It’s bit late to be talking about Christmas leftovers, surely? Well, if you mean turkey then, unless it’s sitting in your freezer, YES, ARE YOU CRAZY? Why do you still have leftover turkey sitting around? Disinfect your fridge this instant! But at Christmas we make, buy and cook plenty of things other than turkey, things that don’t even enter our heads for the rest of the year. Things like nuts you actually need nutcrackers to crack open (what is that all about? It’s not like we need the extra hassle at that time of year), marzipan, Matchmakers, After Eights and about twelve different types of condiment.
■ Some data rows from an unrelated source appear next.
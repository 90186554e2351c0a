//! # LogWriter: simple event printer
//!
//! A minimal listener that prints the events it is connected to on stdout.
//! Use it for test or demo.
//!
//! ## Example output
//! ```text
//! [progress] args=[54] kwargs={}
//! [progress] args=[87] kwargs={"unit":"ms"}
//! ```

use crate::channel::Args;
use crate::error::ListenerError;
use crate::listeners::Listener;

/// Event writer listener.
#[derive(Default)]
pub struct LogWriter {
    label: Option<String>,
}

impl LogWriter {
    /// Construct a new [`LogWriter`].
    #[must_use]
    pub fn new() -> Self {
        Self { label: None }
    }

    /// Construct a [`LogWriter`] that prefixes every line with `[label]`.
    #[must_use]
    pub fn labeled(label: impl Into<String>) -> Self {
        Self {
            label: Some(label.into()),
        }
    }

    fn line(&self, args: &Args) -> String {
        let positional = serde_json::to_string(&args.positional).unwrap_or_default();
        let keyword = serde_json::to_string(&args.keyword).unwrap_or_default();
        match &self.label {
            Some(label) => format!("[{label}] args={positional} kwargs={keyword}"),
            None => format!("args={positional} kwargs={keyword}"),
        }
    }
}

impl Listener for LogWriter {
    fn on_event(&self, args: &Args) -> Result<(), ListenerError> {
        println!("{}", self.line(args));
        Ok(())
    }

    fn name(&self) -> &'static str {
        "LogWriter"
    }
}
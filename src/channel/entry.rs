//! # Channel entries.
//!
//! Everything that travels through a [`Channel`](crate::Channel) is an [`Entry`]:
//! either an [`Event`] record or the reserved [`Entry::Close`] marker.
//!
//! ## Rules
//! - An [`Event`] is immutable once enqueued.
//! - The shutdown marker is an enum variant, so no payload can ever be mistaken for it.
//! - All types are `serde`-serializable so a process-spanning channel can carry them.

use std::collections::BTreeMap;

use serde::{Deserialize, Serialize};
use serde_json::Value;

/// Arguments carried by an [`Event`]: ordered positional values plus named keyword values.
///
/// ## Example
/// ```rust
/// use serde_json::json;
/// use sigdispatch::Args;
///
/// let args = Args::new().arg(54).kwarg("unit", "ms");
/// assert_eq!(args.get(0), Some(&json!(54)));
/// assert_eq!(args.kw("unit"), Some(&json!("ms")));
/// ```
#[derive(Clone, Debug, Default, PartialEq, Serialize, Deserialize)]
pub struct Args {
    /// Positional values, in call order.
    pub positional: Vec<Value>,
    /// Keyword values.
    pub keyword: BTreeMap<String, Value>,
}

impl Args {
    /// Creates empty arguments.
    #[must_use]
    pub fn new() -> Self {
        Self::default()
    }

    /// Appends a positional value.
    #[must_use]
    pub fn arg(mut self, value: impl Into<Value>) -> Self {
        self.positional.push(value.into());
        self
    }

    /// Sets a keyword value, replacing any previous value under the same name.
    #[must_use]
    pub fn kwarg(mut self, name: impl Into<String>, value: impl Into<Value>) -> Self {
        self.keyword.insert(name.into(), value.into());
        self
    }

    /// Returns the positional value at `index`.
    pub fn get(&self, index: usize) -> Option<&Value> {
        self.positional.get(index)
    }

    /// Returns the keyword value named `name`.
    pub fn kw(&self, name: &str) -> Option<&Value> {
        self.keyword.get(name)
    }

    /// Returns `true` if there are neither positional nor keyword values.
    pub fn is_empty(&self) -> bool {
        self.positional.is_empty() && self.keyword.is_empty()
    }
}

impl From<Vec<Value>> for Args {
    fn from(positional: Vec<Value>) -> Self {
        Self {
            positional,
            keyword: BTreeMap::new(),
        }
    }
}

impl From<()> for Args {
    fn from(_: ()) -> Self {
        Self::default()
    }
}

/// Builds positional [`Args`] from a list of expressions convertible into [`serde_json::Value`].
///
/// ```rust
/// use sigdispatch::args;
///
/// let a = args![43, "x", true];
/// assert_eq!(a.positional.len(), 3);
/// assert!(args![].is_empty());
/// ```
#[macro_export]
macro_rules! args {
    () => {
        $crate::Args::new()
    };
    ($($value:expr),+ $(,)?) => {
        $crate::Args::new()$(.arg($value))+
    };
}

/// A named event record.
#[derive(Clone, Debug, PartialEq, Serialize, Deserialize)]
pub struct Event {
    /// Signal name used for listener lookup.
    pub signal: String,
    /// Payload passed to every matching listener.
    pub args: Args,
}

impl Event {
    /// Creates a new event record.
    pub fn new(signal: impl Into<String>, args: impl Into<Args>) -> Self {
        Self {
            signal: signal.into(),
            args: args.into(),
        }
    }
}

/// One item in the channel.
#[derive(Clone, Debug, PartialEq, Serialize, Deserialize)]
pub enum Entry {
    /// A user event to dispatch.
    Event(Event),
    /// Shutdown marker: flips the consuming receiver to closed, dispatches nothing.
    Close,
}

impl Entry {
    /// Returns `true` for the shutdown marker.
    #[inline]
    pub fn is_close(&self) -> bool {
        matches!(self, Entry::Close)
    }
}

#[cfg(test)]
mod tests {
    use super::*;
    use serde_json::json;

    #[test]
    fn args_macro_keeps_order() {
        let a = args![43, 54, 87];
        assert_eq!(a.positional, vec![json!(43), json!(54), json!(87)]);
        assert!(a.keyword.is_empty());
    }

    #[test]
    fn kwarg_replaces_previous_value() {
        let a = Args::new().kwarg("k", 1).kwarg("k", 2);
        assert_eq!(a.kw("k"), Some(&json!(2)));
        assert_eq!(a.keyword.len(), 1);
    }

    #[test]
    fn close_marker_survives_serialization_and_stays_distinct() {
        let close = serde_json::to_string(&Entry::Close).unwrap();
        let ev = serde_json::to_string(&Entry::Event(Event::new("CLOSE", ()))).unwrap();
        assert_ne!(close, ev);

        let back: Entry = serde_json::from_str(&ev).unwrap();
        assert!(!back.is_close());
        let back: Entry = serde_json::from_str(&close).unwrap();
        assert!(back.is_close());
    }
}
//! # sigdispatch
//!
//! **sigdispatch** is a minimal signal dispatcher for Rust.
//!
//! Independent execution contexts (threads, async tasks, or processes given a
//! process-spanning [`Channel`]) exchange named events through one shared FIFO channel;
//! listener callbacks run on the receiving side only.
//!
//! ## Architecture
//! ### Overview
//! ```text
//!   ┌──────────────┐   ┌──────────────┐   ┌──────────────┐
//!   │    Sender    │   │    Sender    │   │   Receiver   │
//!   │  fire/close  │   │  fire/close  │   │    close     │
//!   └──────┬───────┘   └──────┬───────┘   └──────┬───────┘
//!          ▼                  ▼                  ▼
//! ┌──────────────────────────────────────────────────────────┐
//! │           Channel (FIFO of Entry::{Event, Close})        │
//! └─────────────────────────────┬────────────────────────────┘
//!                               ▼
//!                  ┌────────────────────────┐
//!                  │        Receiver        │
//!                  │  closed-flag + Registry│
//!                  └───┬────────────────┬───┘
//!                      ▼                ▼
//!            inline dispatch     Schedule adapter ──► target context
//!                      │                                  │
//!                      ▼                                  ▼
//!            listener 1..N (registration order, first error aborts)
//! ```
//!
//! ### Consumption modes
//! ```text
//! handle_next(adapter, get)        one read (blocking / timeout / non-blocking)
//! handle_until_blocking()          drain what is queued, never wait
//! handle_until_closed(adapter)     loop { handle_next } until Close consumed
//! threaded_handle_until_closed()   loop on a WorkerPool, dispatch via adapter
//! coro_handle_until_closed().await read on a WorkerPool, dispatch in the task
//! ```
//!
//! ### Shutdown
//! ```text
//! Sender::close / Receiver::close ──► Entry::Close ──► first consumer flips Open → Closed
//!                                                     └─ later calls: Err(Closed)
//! ```
//! Close travels through the channel like any event, so a sender that fires `N` events
//! and then closes has all `N` dispatched first (given no other producer interleaves).
//!
//! ## Features
//! | Area              | Description                                                  | Key types / traits                        |
//! |-------------------|--------------------------------------------------------------|-------------------------------------------|
//! | **Dispatch**      | Fire events, connect listeners, run receive loops.           | [`Dispatcher`], [`Sender`], [`Receiver`]  |
//! | **Channel**       | Shared FIFO transport and its entries.                       | [`Channel`], [`QueueChannel`], [`Entry`]  |
//! | **Processes**     | Datagram socket channel shared across processes (Unix).      | `SocketChannel`                           |
//! | **Listeners**     | Callbacks invoked per signal.                                | [`Listener`], [`Args`]                    |
//! | **Scheduling**    | Relocate dispatch onto a target context.                     | [`Schedule`], [`Marshal`], [`TokioHandoff`]|
//! | **Worker pools**  | Run blocking reads off the caller's scheduler.               | [`Offload`], [`WorkerPool`], [`Pending`]  |
//! | **Errors**        | Typed errors for dispatch, channel and workers.              | [`DispatchError`], [`ChannelError`]       |
//! | **Configuration** | Channel capacity and worker settings.                        | [`Config`]                                |
//!
//! ## Optional features
//! - `logging`: exports a simple built-in [`LogWriter`] listener _(demo/reference only)_.
//!
//! Internal diagnostics are emitted through `tracing`; install any subscriber to see them.
//!
//! ## Example
//! ```rust
//! use std::sync::Arc;
//! use std::sync::atomic::{AtomicU64, Ordering};
//! use sigdispatch::{args, Dispatcher};
//!
//! #[tokio::main(flavor = "current_thread")]
//! async fn main() -> Result<(), Box<dyn std::error::Error>> {
//!     let Dispatcher { sender, mut receiver } = Dispatcher::new();
//!
//!     let total = Arc::new(AtomicU64::new(0));
//!     let t = Arc::clone(&total);
//!     receiver.connect("add", move |a| {
//!         let n = a.get(0).and_then(|v| v.as_u64()).ok_or("expected a number")?;
//!         t.fetch_add(n, Ordering::Relaxed);
//!         Ok(())
//!     });
//!
//!     // Producer on a plain thread, consumer in this async task.
//!     std::thread::spawn(move || {
//!         for n in [43, 54, 87] {
//!             sender.fire("add", args![n]).unwrap();
//!         }
//!         sender.close().unwrap();
//!     });
//!
//!     receiver.coro_handle_until_closed().await?;
//!     assert_eq!(total.load(Ordering::Relaxed), 184);
//!     Ok(())
//! }
//! ```
mod channel;
mod config;
mod dispatch;
mod error;
mod listeners;
mod pool;
mod schedule;

// ---- Public re-exports ----

pub use channel::{Args, Channel, Entry, Event, Get, QueueChannel};
#[cfg(unix)]
pub use channel::{SocketChannel, MAX_DATAGRAM};
pub use config::Config;
pub use dispatch::{Dispatcher, Receiver, Sender};
pub use error::{ChannelError, DispatchError, ListenerError, PoolError};
pub use listeners::Listener;
pub use pool::{Offload, Pending, TokioBlocking, WorkerPool};
pub use schedule::{Marshal, MarshalHandle, Schedule, Thunk, TokioHandoff};

/// Re-exported so listeners can name payload values without a direct dependency.
pub use serde_json::Value;

// Optional: expose a simple built-in logger listener (demo/reference).
// Enable with: `--features logging`
#[cfg(feature = "logging")]
pub use listeners::LogWriter;
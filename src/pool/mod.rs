//! # Worker pools for blocking calls.
//!
//! The cooperative receive mode never blocks its scheduler thread: each channel read
//! is handed to an [`Offload`] implementation and the calling task resumes when the
//! read's [`Pending`] result resolves.
//!
//! - [`WorkerPool`]: dedicated named OS threads; also runs the threaded receive loop.
//! - [`TokioBlocking`]: tokio's blocking thread pool of the current runtime.

mod pending;
mod worker;

use std::sync::Arc;

use tokio::runtime::Handle;
use tracing::warn;

pub use pending::Pending;
pub use worker::WorkerPool;

/// Runs a blocking call somewhere that is not the caller's scheduler thread.
///
/// ### Implementation requirements
/// - `offload` returns immediately.
/// - The job runs exactly once, or the handle resolves to `PoolError::Shutdown`.
pub trait Offload {
    /// Starts `f` on a worker and returns a handle to its result.
    fn offload<T, F>(&self, f: F) -> Pending<T>
    where
        F: FnOnce() -> T + Send + 'static,
        T: Send + 'static;
}

impl<P: Offload + ?Sized> Offload for Arc<P> {
    fn offload<T, F>(&self, f: F) -> Pending<T>
    where
        F: FnOnce() -> T + Send + 'static,
        T: Send + 'static,
    {
        (**self).offload(f)
    }
}

/// [`Offload`] onto the blocking pool of the ambient tokio runtime.
///
/// Outside a runtime every job resolves to `PoolError::Shutdown`.
#[derive(Clone, Copy, Debug, Default)]
pub struct TokioBlocking;

impl Offload for TokioBlocking {
    fn offload<T, F>(&self, f: F) -> Pending<T>
    where
        F: FnOnce() -> T + Send + 'static,
        T: Send + 'static,
    {
        let (done, pending) = Pending::pair();
        match Handle::try_current() {
            Ok(handle) => {
                handle.spawn_blocking(move || done.complete_with(f));
            }
            Err(error) => warn!(%error, "no tokio runtime to offload onto"),
        }
        pending
    }
}

#[cfg(test)]
mod tests {
    use super::*;
    use crate::error::PoolError;

    #[tokio::test]
    async fn tokio_blocking_runs_job() {
        let v = TokioBlocking.offload(|| "done").await.unwrap();
        assert_eq!(v, "done");
    }

    #[test]
    fn tokio_blocking_without_runtime_resolves_to_shutdown() {
        let res = TokioBlocking.offload(|| 1).wait();
        assert_eq!(res, Err(PoolError::Shutdown));
    }

    #[tokio::test]
    async fn arc_pool_offloads() {
        let pool = Arc::new(WorkerPool::new(1));
        assert_eq!(pool.offload(|| 3).await.unwrap(), 3);
    }
}
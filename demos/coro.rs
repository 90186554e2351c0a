//! # Example: coro
//!
//! Shows the cooperative receive loop: the async task is suspended while a worker pool
//! performs the blocking read, and listeners run inside the task itself.
//! A listener stops its own loop by closing the receiver after the last payload.
//!
//! ## Flow
//! ```text
//! tokio task:  coro_handle_until_closed().await
//!                 ├─► WorkerPool: channel.get()  (task suspended)
//!                 └─► listener("cb") inline      (task resumed)
//! listener:    payload == 87 ──► Receiver::close
//! ```
//!
//! ## Run
//! ```bash
//! cargo run --example coro
//! ```

use std::time::Duration;

use serde_json::json;
use sigdispatch::{args, Dispatcher};

#[tokio::main(flavor = "current_thread")]
async fn main() -> Result<(), Box<dyn std::error::Error>> {
    tracing_subscriber::fmt()
        .with_env_filter(tracing_subscriber::EnvFilter::from_default_env())
        .init();

    let Dispatcher { sender, mut receiver } = Dispatcher::new();

    let closer = receiver.sender();
    receiver.connect("cb", move |a| {
        println!("[cb] {:?}", a.get(0));
        if a.get(0) == Some(&json!(87)) {
            closer.close()?;
        }
        Ok(())
    });

    // Other work keeps running on the same single-threaded scheduler.
    let ticker = tokio::spawn(async {
        for i in 0..3 {
            println!("[ticker] {i}");
            tokio::time::sleep(Duration::from_millis(30)).await;
        }
    });

    let producer = std::thread::spawn(move || -> Result<(), sigdispatch::ChannelError> {
        for v in [43, 54, 87, 99] {
            std::thread::sleep(Duration::from_millis(20));
            sender.fire("cb", args![v])?;
        }
        Ok(())
    });

    receiver.coro_handle_until_closed().await?;
    ticker.await?;
    producer.join().map_err(|_| "producer panicked")??;
    println!("closed; 99 was never dispatched");
    Ok(())
}
//! # Example: basic_one_shot
//!
//! Minimal example: one event fired from a worker thread, received once with a timeout.
//!
//! Demonstrates how to:
//! - Split a [`Dispatcher`] into its sending and receiving views.
//! - Connect a listener on the receiving side.
//! - Receive exactly one event with [`Receiver::handle_next`].
//!
//! ## Flow
//! ```text
//! worker thread: Sender::fire("cb", 54) ──► Channel
//! main thread:   Receiver::handle_next(timeout = 2s)
//!                    └─► listener("cb") prints 54
//! ```
//!
//! ## Run
//! ```bash
//! cargo run --example basic_one_shot
//! ```

use std::thread;
use std::time::Duration;

use sigdispatch::{args, Dispatcher, Get};

fn main() -> Result<(), Box<dyn std::error::Error>> {
    tracing_subscriber::fmt()
        .with_env_filter(tracing_subscriber::EnvFilter::from_default_env())
        .init();

    // 1. One channel, two views
    let (sender, mut receiver) = Dispatcher::new().into_parts();

    // 2. Listeners live on the receiving side only
    receiver.connect("cb", |a| {
        println!("[cb] got {:?}", a.get(0));
        Ok(())
    });

    // 3. Fire from another thread
    let worker = thread::spawn(move || sender.fire("cb", args![54]));

    // 4. Wait for exactly one event
    receiver.handle_next(None, Get::timeout(Duration::from_secs(2)))?;
    worker.join().map_err(|_| "worker panicked")??;
    Ok(())
}
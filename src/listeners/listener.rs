//! # Listener trait.
//!
//! Provides [`Listener`], the callback invoked for every dispatched event whose signal
//! it was connected to.
//!
//! ## Rules
//! - Runs synchronously, in registration order, in whichever context dispatches.
//! - An `Err` aborts the current consumption call; later listeners for the same
//!   event are not invoked.
//! - Closures `Fn(&Args) -> Result<(), ListenerError>` are listeners.
//!
//! ## Example
//! ```rust
//! use sigdispatch::{Args, Listener, ListenerError};
//! use std::sync::atomic::{AtomicU64, Ordering};
//!
//! struct Counter(AtomicU64);
//!
//! impl Listener for Counter {
//!     fn on_event(&self, _args: &Args) -> Result<(), ListenerError> {
//!         self.0.fetch_add(1, Ordering::Relaxed);
//!         Ok(())
//!     }
//!
//!     fn name(&self) -> &'static str { "counter" }
//! }
//! ```

use crate::channel::Args;
use crate::error::ListenerError;

/// Callback invoked with the arguments of a matching event.
pub trait Listener: Send + Sync + 'static {
    /// Handles one event.
    fn on_event(&self, args: &Args) -> Result<(), ListenerError>;

    /// Returns the listener name used in logs.
    ///
    /// The default uses `type_name::<Self>()`, which can be verbose - override it when possible.
    fn name(&self) -> &'static str {
        std::any::type_name::<Self>()
    }
}

impl<F> Listener for F
where
    F: Fn(&Args) -> Result<(), ListenerError> + Send + Sync + 'static,
{
    fn on_event(&self, args: &Args) -> Result<(), ListenerError> {
        self(args)
    }

    fn name(&self) -> &'static str {
        "closure"
    }
}
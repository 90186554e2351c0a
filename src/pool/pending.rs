//! Result handle for a job running on a worker.

use std::future::Future;
use std::panic::{self, AssertUnwindSafe};
use std::pin::Pin;
use std::task::{Context, Poll};

use tokio::sync::oneshot;

use crate::error::PoolError;

/// Handle to the result of a job submitted to a worker.
///
/// - Await it from async code (resumes the awaiting task when the job finishes).
/// - Call [`Pending::wait`] from plain threads.
///
/// If the worker goes away before producing a result, the handle resolves to
/// [`PoolError::Shutdown`]; a panicking job resolves to [`PoolError::Panicked`].
///
/// Dropping the handle does not stop the job. Its result is discarded with a warning,
/// so jobs whose result must not be lost need their own hand-over.
#[must_use = "a pending result does nothing unless awaited or waited on"]
#[derive(Debug)]
pub struct Pending<T> {
    rx: oneshot::Receiver<Result<T, PoolError>>,
}

/// Worker-side half of a [`Pending`].
pub(crate) struct Completer<T> {
    tx: oneshot::Sender<Result<T, PoolError>>,
}

impl<T> Pending<T> {
    pub(crate) fn pair() -> (Completer<T>, Pending<T>) {
        let (tx, rx) = oneshot::channel();
        (Completer { tx }, Pending { rx })
    }

    /// Blocks the current thread until the job finishes.
    ///
    /// # Panics
    /// Panics when called from inside an async runtime; `.await` the handle there instead.
    pub fn wait(self) -> Result<T, PoolError> {
        self.rx.blocking_recv().unwrap_or(Err(PoolError::Shutdown))
    }

    /// Returns the result if the job already finished, without waiting.
    pub fn try_take(&mut self) -> Option<Result<T, PoolError>> {
        match self.rx.try_recv() {
            Ok(res) => Some(res),
            Err(oneshot::error::TryRecvError::Empty) => None,
            Err(oneshot::error::TryRecvError::Closed) => Some(Err(PoolError::Shutdown)),
        }
    }
}

impl<T> Future for Pending<T> {
    type Output = Result<T, PoolError>;

    fn poll(self: Pin<&mut Self>, cx: &mut Context<'_>) -> Poll<Self::Output> {
        let this = self.get_mut();
        Pin::new(&mut this.rx)
            .poll(cx)
            .map(|res| res.unwrap_or(Err(PoolError::Shutdown)))
    }
}

impl<T> Completer<T> {
    /// Runs `f`, catching panics, and hands the outcome to the [`Pending`] side.
    ///
    /// **Warning**: `AssertUnwindSafe` is used, which can leave shared state inconsistent
    /// if the job panics while holding a lock.
    pub(crate) fn complete_with<F>(self, f: F)
    where
        F: FnOnce() -> T,
    {
        let res = panic::catch_unwind(AssertUnwindSafe(f)).map_err(|payload| {
            let any = &*payload;
            let message = if let Some(msg) = any.downcast_ref::<&'static str>() {
                (*msg).to_string()
            } else if let Some(msg) = any.downcast_ref::<String>() {
                msg.clone()
            } else {
                "unknown panic".to_string()
            };
            tracing::warn!(%message, "worker job panicked");
            PoolError::Panicked { message }
        });
        if self.tx.send(res).is_err() {
            tracing::warn!("job finished after its pending handle was dropped, result discarded");
        }
    }
}
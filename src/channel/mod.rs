//! # Shared FIFO channel between senders and a receiver.
//!
//! [`Channel`] is the only shared mutable resource of the dispatcher. The crate needs
//! three things from it: `put`, blocking/timed `get`, and non-blocking `get`.
//!
//! ```text
//!   Sender::fire ──┐
//!   Sender::close ─┼──► Channel (FIFO of Entry) ──► Receiver::handle_next ──► listeners
//!   Receiver::close┘
//! ```
//!
//! ## Rules
//! - Many producers may `put` concurrently; writers only ever append.
//! - Entries are consumed at most once, FIFO per producer; no ordering across producers.
//! - Empty and timeout conditions are reported as [`ChannelError`], never swallowed.
//!
//! Implementations:
//! - [`QueueChannel`]: in-memory queue for threads and tasks of one process (the default).
//! - `SocketChannel` (Unix only): datagram socket inbox shared by several processes.

mod entry;
mod queue;
#[cfg(unix)]
mod socket;

use std::time::Duration;

use crate::error::ChannelError;

pub use entry::{Args, Entry, Event};
pub use queue::QueueChannel;
#[cfg(unix)]
pub use socket::{SocketChannel, MAX_DATAGRAM};

/// How a [`Channel::get`] call waits for an entry.
///
/// ## Variants
/// - `Get::blocking()` waits until an entry arrives.
/// - `Get::timeout(d)` waits at most `d`, then fails with [`ChannelError::Timeout`].
/// - `Get::non_blocking()` fails with [`ChannelError::Empty`] if nothing is queued.
#[derive(Clone, Copy, Debug, PartialEq, Eq)]
pub struct Get {
    /// Whether the call may wait at all.
    pub block: bool,
    /// Upper bound on the wait when blocking (`None` = forever).
    pub timeout: Option<Duration>,
}

impl Get {
    /// Wait until an entry arrives.
    pub const fn blocking() -> Self {
        Self {
            block: true,
            timeout: None,
        }
    }

    /// Wait at most `timeout`.
    pub const fn timeout(timeout: Duration) -> Self {
        Self {
            block: true,
            timeout: Some(timeout),
        }
    }

    /// Do not wait.
    pub const fn non_blocking() -> Self {
        Self {
            block: false,
            timeout: None,
        }
    }
}

impl Default for Get {
    fn default() -> Self {
        Self::blocking()
    }
}

/// FIFO transport connecting senders to a receiver.
///
/// Implementations are cheap handles (`Clone`) to one underlying queue; every clone
/// reads from and writes to the same entries.
///
/// ### Implementation requirements
/// - `put` must be safe for concurrent producers and must not wait on consumers; a
///   transport without room reports [`ChannelError::Full`].
/// - `get` must honor [`Get`] and report "nothing arrived" as
///   [`ChannelError::Empty`] or [`ChannelError::Timeout`].
/// - Transport failure is reported as [`ChannelError::Disconnected`]; callers treat it as fatal.
pub trait Channel: Clone + Send + Sync + 'static {
    /// Appends an entry.
    fn put(&self, entry: Entry) -> Result<(), ChannelError>;

    /// Removes and returns the oldest entry, waiting as described by `get`.
    fn get(&self, get: Get) -> Result<Entry, ChannelError>;
}
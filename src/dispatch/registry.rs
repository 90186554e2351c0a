//! Listener registry and the dispatch rule.

use std::collections::HashMap;
use std::sync::{Arc, Mutex, MutexGuard, PoisonError};

use tracing::trace;

use crate::channel::Event;
use crate::error::DispatchError;
use crate::listeners::Listener;

/// Signal name → listeners, in registration order.
///
/// Cloning shares the same table; the lock only guards the table itself and is
/// never held while listeners run.
#[derive(Clone, Default)]
pub(crate) struct Registry {
    table: Arc<Mutex<HashMap<String, Vec<Arc<dyn Listener>>>>>,
}

impl Registry {
    fn lock(&self) -> MutexGuard<'_, HashMap<String, Vec<Arc<dyn Listener>>>> {
        self.table.lock().unwrap_or_else(PoisonError::into_inner)
    }

    /// Appends `listener` to the sequence for `signal`. No de-duplication.
    pub(crate) fn connect(&self, signal: String, listener: Arc<dyn Listener>) {
        trace!(signal = %signal, listener = listener.name(), "listener connected");
        self.lock().entry(signal).or_default().push(listener);
    }

    pub(crate) fn count(&self, signal: &str) -> usize {
        self.lock().get(signal).map_or(0, Vec::len)
    }

    fn snapshot(&self, signal: &str) -> Vec<Arc<dyn Listener>> {
        self.lock().get(signal).cloned().unwrap_or_default()
    }

    /// Invokes every listener of `event.signal` in order; the first error aborts.
    ///
    /// Listeners connected while this runs take effect from the next event.
    pub(crate) fn dispatch(&self, event: &Event) -> Result<(), DispatchError> {
        let listeners = self.snapshot(&event.signal);
        if listeners.is_empty() {
            trace!(signal = %event.signal, "no listeners, event dropped");
            return Ok(());
        }
        for listener in listeners {
            trace!(signal = %event.signal, listener = listener.name(), "dispatching");
            listener
                .on_event(&event.args)
                .map_err(|source| DispatchError::Listener {
                    signal: event.signal.clone(),
                    source,
                })?;
        }
        Ok(())
    }
}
Can I just point out that if you have any Matchmakers left at this point in January, I admire your willpower, but we can never really be friends.
However, today I’m going to discuss those things that are probably clogging up your fridge and food cupboard right about now – the half empty jars of cranberry sauce, Christmas chutney, quince paste, and perhaps a bottle of posh ketchup that you bought to impress guests when cooking them a fry up but now they’re gone you’d much rather stick to the Heinz thank you very much. So how do you get rid of them and get rid of them quickly?
Well the first (and my favourite) option is, when it comes to the chutney at least, cheese. Buy some good, stinky cheese or some rock hard Cheddar and enjoy. Of course this only works if you like cheese and you’re not that fussed about losing the extra Christmas weight. But it’s still my favourite option.
The second, slightly more sensible way, is by thinking of them as ingredients rather than condiments. For example, when I make a bolognaise sauce, I always throw a bit of ketchup in, so why not use the one you’re not quite so keen on rather than waste the good stuff? The very best way to do this with a whole range of condiments is by making a shepherds or cottage pie filling, or the ‘mince’ part of your mince and tatties.
Unlike bolognaise, it won’t matter if you add something slightly sweet or vinegary to the mix – in fact it will probably improve the flavour. Whenever I’m making these, I always scour the fridge and cupboards for any lingering jars of mustard, onion chutney or sweeter condiments. My husband made rather a large batch of crab apple jelly last year that we’re still trying to make our way through, so I always chuck a large tablespoon of the stuff in whenever I’m making something similar.
If you’ve got chutney in sealed jars (perhaps you received a few too many as gifts or made a few too many yourself), then there’s no reason you have to eat them now. Although summer food is probably the last thing you want to think about in these freezing temperatures, imagine how well it will go with your Ploughman’s lunch or in a cheese sandwich.
So that’s your Christmas condiments sorted – hopefully you’ll now get through them slightly more swiftly that you otherwise would and they won’t be sitting there when you do your next Christmas food shop in eleven months’ time. And if you need me to tell you how to use up all those leftover Matchmakers, well you can always send them in my general direction…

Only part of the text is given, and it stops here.